Decide to take matters into my own hands in the seeming 110 degree heat at high noon: surely the local wing place has hot dogs. Don't big men like to eat hot dogs and wings? Apparently not: the menu only shows wings, wings, wings and wings. Drat. Drat.  And Drat.

Quick call home: Fuddruckers? Do you think they are open? D says to just give it a try and get something because it is almost one o'clock.  I think my tires are about to become melted into the parking lot if I don't get moving soon.

I pull up, get out, walk in dogs on the children's menu. They will HAVE to do. 

Do you know the definition of "serendipity"? It is "making unexpected and fortunate discoveries in the heat". (I added the last three words. Sorry, Mr. Webster.) The food came out and for $3.50 each we got a huge hot dog on a homemade bun, an order of seasoned fries, a root beer, a homemade cookie and a bowl of hot dog fixings to go. God Bless America!  
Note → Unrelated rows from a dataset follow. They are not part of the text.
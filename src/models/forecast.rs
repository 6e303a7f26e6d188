//! Forecast points and the validated provider forecast

use chrono::{DateTime, FixedOffset, NaiveDate, Offset, TimeDelta, Utc};
use chrono_tz::Tz;
use serde::{Deserialize, Serialize};

use super::WeatherCondition;

/// One hour of forecast
#[derive(Debug, Clone, PartialEq, Serialize, Deserialize)]
pub struct HourlyPoint {
    /// Start of the hour (UTC)
    pub time: DateTime<Utc>,
    pub temperature: f32,
    pub feels_like: f32,
    /// Wind speed in provider units (m/s metric, mph imperial)
    pub wind_speed: f32,
    /// Wind direction in degrees (0-360, where 0/360 is North)
    pub wind_direction: u16,
    /// Probability of precipitation, 0.0 to 1.0
    pub precipitation_probability: f32,
    /// Rain plus snow over the hour in mm
    pub precipitation_mm: f32,
    pub condition: WeatherCondition,
}

impl HourlyPoint {
    /// End of the hour this point covers, saturating at the latest
    /// representable time
    #[must_use]
    pub fn end(&self) -> DateTime<Utc> {
        self.time
            .checked_add_signed(TimeDelta::hours(1))
            .unwrap_or(DateTime::<Utc>::MAX_UTC)
    }
}

/// Temperatures across one day
#[derive(Debug, Clone, PartialEq, Serialize, Deserialize)]
pub struct DailyTemperatures {
    pub min: f32,
    pub max: f32,
    pub day: f32,
    pub night: f32,
    pub evening: f32,
    pub morning: f32,
}

/// Feels-like temperatures across one day
#[derive(Debug, Clone, PartialEq, Serialize, Deserialize)]
pub struct DailyFeelsLike {
    pub day: f32,
    pub night: f32,
    pub evening: f32,
    pub morning: f32,
}

/// One day of forecast
#[derive(Debug, Clone, PartialEq, Serialize, Deserialize)]
pub struct DailyPoint {
    /// Representative time of the day (UTC, usually local noon)
    pub time: DateTime<Utc>,
    /// Absent during polar day or night
    pub sunrise: Option<DateTime<Utc>>,
    pub sunset: Option<DateTime<Utc>>,
    pub temperatures: DailyTemperatures,
    pub feels_like: DailyFeelsLike,
    pub wind_speed: f32,
    pub wind_direction: u16,
    /// Probability of precipitation, 0.0 to 1.0
    pub precipitation_probability: f32,
    pub rain_mm: f32,
    pub snow_mm: f32,
    pub condition: WeatherCondition,
}

/// Time zone a location's times are shown in
#[derive(Debug, Clone, Copy, PartialEq)]
pub enum LocalZone {
    /// IANA zone, follows daylight saving changes inside the forecast range
    Named(Tz),
    /// Fixed offset from UTC
    Fixed(FixedOffset),
}

impl LocalZone {
    /// Resolve the provider's zone name, falling back to the fixed offset
    #[must_use]
    pub fn resolve(timezone: &str, utc_offset_seconds: i32) -> Self {
        match timezone.parse::<Tz>() {
            Ok(tz) => Self::Named(tz),
            Err(_) => Self::Fixed(
                FixedOffset::east_opt(utc_offset_seconds).unwrap_or_else(|| Utc.fix()),
            ),
        }
    }

    #[must_use]
    pub fn localize(&self, time: DateTime<Utc>) -> DateTime<FixedOffset> {
        match self {
            Self::Named(tz) => time.with_timezone(tz).fixed_offset(),
            Self::Fixed(offset) => time.with_timezone(offset),
        }
    }

    #[must_use]
    pub fn local_date(&self, time: DateTime<Utc>) -> NaiveDate {
        self.localize(time).date_naive()
    }
}

/// A provider forecast after validation
#[derive(Debug, Clone, Serialize, Deserialize)]
pub struct Forecast {
    /// IANA time zone name of the location, e.g. "Europe/Berlin"
    pub timezone: String,
    /// Current offset from UTC in seconds
    pub utc_offset_seconds: i32,
    /// Hourly points in provider order
    pub hourly: Vec<HourlyPoint>,
    /// Daily points in provider order
    pub daily: Vec<DailyPoint>,
}

impl Forecast {
    #[must_use]
    pub fn zone(&self) -> LocalZone {
        LocalZone::resolve(&self.timezone, self.utc_offset_seconds)
    }
}
//! Property tests: audit ordering, lock exclusion against a model, and
//! apply/rollback symmetry on the numbered-SQL engine.

use std::sync::Arc;
use std::time::Duration;

use chrono::{DateTime, TimeZone, Utc};
use proptest::prelude::*;
use rusqlite::Connection;

use convoy_core::traits::{Clock, ManualClock, ServiceAdapter};
use convoy_core::types::{AuditOperation, AuditOutcome, NewAuditEntry, RevisionId, ServiceId};
use convoy_orchestrator::{AuditLog, CoordinatorDb, LockManager, NumberedSqlAdapter};

fn start() -> DateTime<Utc> {
    Utc.with_ymd_and_hms(2026, 10, 19, 9, 0, 0).unwrap()
}

const OPERATIONS: [AuditOperation; 5] = [
    AuditOperation::Plan,
    AuditOperation::Lock,
    AuditOperation::Backup,
    AuditOperation::Apply,
    AuditOperation::Verify,
];

// Sequence numbers are strictly increasing and `recent` returns exactly what
// was appended, in order.
proptest! {
    #![proptest_config(ProptestConfig::with_cases(24))]

    #[test]
    fn prop_audit_sequence_is_monotonic(
        appends in prop::collection::vec((0usize..5, prop::option::of(0usize..3)), 1..40)
    ) {
        let dir = tempfile::tempdir().unwrap();
        let db = CoordinatorDb::open(dir.path().join("convoy.db")).unwrap();
        let log = AuditLog::new(db, Arc::new(ManualClock::new(start())));
        let services = ["users", "billing", "search"].map(ServiceId::from);

        let mut written = Vec::new();
        for (op, service) in &appends {
            let mut entry = NewAuditEntry::new("prop", OPERATIONS[*op], AuditOutcome::Ok);
            if let Some(s) = service {
                entry = entry.service(&services[*s]);
            }
            written.push(log.append(entry).unwrap());
        }

        for pair in written.windows(2) {
            prop_assert!(pair[0].sequence_no < pair[1].sequence_no);
        }
        prop_assert_eq!(log.recent(appends.len()).unwrap(), written.clone());
        for service in &services {
            let expected: Vec<_> = written
                .iter()
                .filter(|e| e.service_id.as_ref() == Some(service))
                .cloned()
                .collect();
            prop_assert_eq!(log.by_service(service).unwrap(), expected);
        }
    }
}

#[derive(Debug, Clone)]
enum LockStep {
    Acquire(usize),
    Release(usize),
    Advance(i64),
}

fn lock_step() -> impl Strategy<Value = LockStep> {
    prop_oneof![
        (0usize..3).prop_map(LockStep::Acquire),
        (0usize..3).prop_map(LockStep::Release),
        (0i64..15).prop_map(LockStep::Advance),
    ]
}

/// Expected lock row: holder index, the token's acquire ordinal, expiry.
#[derive(Debug, Clone, Copy)]
struct ModelLock {
    holder: usize,
    ordinal: usize,
    expires_at: DateTime<Utc>,
}

// At most one live holder at any instant, and acquire/release agree with a
// single-row model of `service_locks`.
proptest! {
    #![proptest_config(ProptestConfig::with_cases(32))]

    #[test]
    fn prop_lock_exclusion_matches_model(steps in prop::collection::vec(lock_step(), 1..40)) {
        let dir = tempfile::tempdir().unwrap();
        let db = CoordinatorDb::open(dir.path().join("convoy.db")).unwrap();
        let clock = Arc::new(ManualClock::new(start()));
        let managers: Vec<LockManager> = (0..3)
            .map(|i| {
                let clock: Arc<dyn Clock> = clock.clone();
                LockManager::new(db.clone(), clock, format!("holder-{i}"))
            })
            .collect();
        let service = ServiceId::from("users");
        let ttl = Duration::from_secs(600);

        let mut model: Option<ModelLock> = None;
        let mut tokens = vec![None, None, None];
        let mut ordinal = 0;

        for step in steps {
            let now = clock.now();
            match step {
                LockStep::Acquire(h) => {
                    let live = model.filter(|m| now <= m.expires_at);
                    let result = managers[h].acquire(&service, ttl);
                    match live {
                        Some(m) => {
                            prop_assert!(result.is_err(), "acquired over holder-{}", m.holder);
                        }
                        None => {
                            let grant = result.unwrap();
                            ordinal += 1;
                            model = Some(ModelLock {
                                holder: h,
                                ordinal,
                                expires_at: grant.token.expires_at,
                            });
                            tokens[h] = Some((ordinal, grant.token));
                        }
                    }
                }
                LockStep::Release(h) => {
                    if let Some((token_ordinal, token)) = &tokens[h] {
                        managers[h].release(token).unwrap();
                        if model.map(|m| m.ordinal) == Some(*token_ordinal) {
                            model = None;
                        }
                    }
                }
                LockStep::Advance(minutes) => clock.advance(chrono::Duration::minutes(minutes)),
            }

            let now = clock.now();
            let expected = model.filter(|m| now <= m.expires_at).map(|m| format!("holder-{}", m.holder));
            let actual = managers[0].holder(&service).unwrap().map(|info| info.holder_id);
            prop_assert_eq!(actual, expected);
            prop_assert!(managers[0].active_locks().unwrap().len() <= 1);
        }
    }
}

// Applying k revisions then rolling back j leaves the service exactly where
// applying k - j would have.
proptest! {
    #![proptest_config(ProptestConfig::with_cases(16))]

    #[test]
    fn prop_rollback_undoes_apply(
        (total, applied, reverted) in (1u64..6)
            .prop_flat_map(|total| (Just(total), 0..=total))
            .prop_flat_map(|(total, applied)| (Just(total), Just(applied), 0..=applied))
    ) {
        let dir = tempfile::tempdir().unwrap();
        let database = dir.path().join("svc.db");
        let migrations = dir.path().join("migrations");
        std::fs::create_dir_all(&migrations).unwrap();
        Connection::open(&database)
            .unwrap()
            .execute_batch("CREATE TABLE app_data (k TEXT);")
            .unwrap();
        for v in 1..=total {
            std::fs::write(
                migrations.join(format!("{v:04}_t{v}.up.sql")),
                format!("CREATE TABLE t{v} (id INTEGER);"),
            )
            .unwrap();
            std::fs::write(
                migrations.join(format!("{v:04}_t{v}.down.sql")),
                format!("DROP TABLE t{v};"),
            )
            .unwrap();
        }
        let adapter = NumberedSqlAdapter::new(ServiceId::from("svc"), &database, &migrations);

        for _ in 0..applied {
            adapter.apply_next().unwrap();
        }
        for _ in 0..reverted {
            adapter.rollback_last().unwrap();
        }

        let remaining = applied - reverted;
        let status = adapter.status().unwrap();
        prop_assert!(status.is_consistent());
        prop_assert_eq!(
            status.applied,
            (1..=remaining).map(RevisionId::Number).collect::<Vec<_>>()
        );
        prop_assert_eq!(status.pending.len() as u64, total - remaining);

        let conn = Connection::open(&database).unwrap();
        let tables: i64 = conn
            .query_row(
                "SELECT COUNT(*) FROM sqlite_master WHERE type = 'table' AND name GLOB 't[0-9]*'",
                [],
                |row| row.get(0),
            )
            .unwrap();
        prop_assert_eq!(tables as u64, remaining);
    }
}
//! Run notification hook. Called once per finished run, successful or not.

use tracing::{error, info};

use super::report::RunReport;

pub trait RunNotifier: Send + Sync {
    fn notify(&self, report: &RunReport);
}

/// Default notifier: one structured log line per service, plus the run outcome.
#[derive(Debug, Default, Clone, Copy)]
pub struct LogNotifier;

impl RunNotifier for LogNotifier {
    fn notify(&self, report: &RunReport) {
        for svc in &report.services {
            info!(
                run_id = %report.run_id,
                service = %svc.service_id,
                state = svc.state.as_str(),
                applied = svc.applied.len(),
                reverted = svc.reverted.len(),
                backup = svc.backup.as_ref().map(|b| b.artifact_id.as_str()).unwrap_or("-"),
                "Service finished"
            );
        }
        match &report.error {
            None => info!(
                run_id = %report.run_id,
                kind = report.kind.as_str(),
                services = report.services.len(),
                "Run completed"
            ),
            Some(e) => error!(
                run_id = %report.run_id,
                kind = report.kind.as_str(),
                exit_code = report.exit_code,
                error = %e,
                "Run failed"
            ),
        }
    }
}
We happily ate every bite and fell into a carb induced nap where we may or may not have been drooling from the sides of our mouths.

Next junk food chapter? See you at the Super Bowl halftime in February when we use the other half of that brick of Velveeta. The expiration date says we have plenty of time.

Wednesday, July 1, 2009

Following Aslan

Until I began teaching my too young first graders, I read the book "The Lion, the Witch and the Wardrobe" by C.S. Lewis to my classes every year. The children were absolutely spellbound by the story. (One year, I "looped" with a class from third to fourth grade and we read the entire Chronicles of Narnia during those two wonderful years.)

Over the years, I developed a very special unit of study on this book and actually moved a small, antique wardrobe into my classroom. I cannot tell you how many times I would catch a student feeling the back of the cabinet to see if Narnia just might be back there.

If you are familiar with the story, you know that much of it is allegorical, and even the youngest students can pick out the symbolism. One of my favorite lessons was when the four  Penvensie children were told to stay out of the way when tours were being led through the Professor's house. One day, they heard a tour coming through the winding halls. It seemed every direction the children turned headed them the wrong way. Finally in desperation, they ducked into an empty room to get away from the approaching group of tourists. The room contained the wardrobe. The wardrobe contained Narnia. Let the magic begin.

I think about that in my own life so often. Times when I turn here and there, and have no idea which way to go with a decision...and find I have somehow ended up exactly where I should be. We try to plan our own ways, but so often God has a different direction in mind for us. A better direction if we will just let ourselves see His footprints on the path before us.

I close with two verses I'm meditating on today:

"Rejoice, for the steps of a righteous man are ordered by God." 
"He leads us in the paths of righteous for His name's sake."

I'm believing that every step on this rocky path is leading us exactly where we need to go.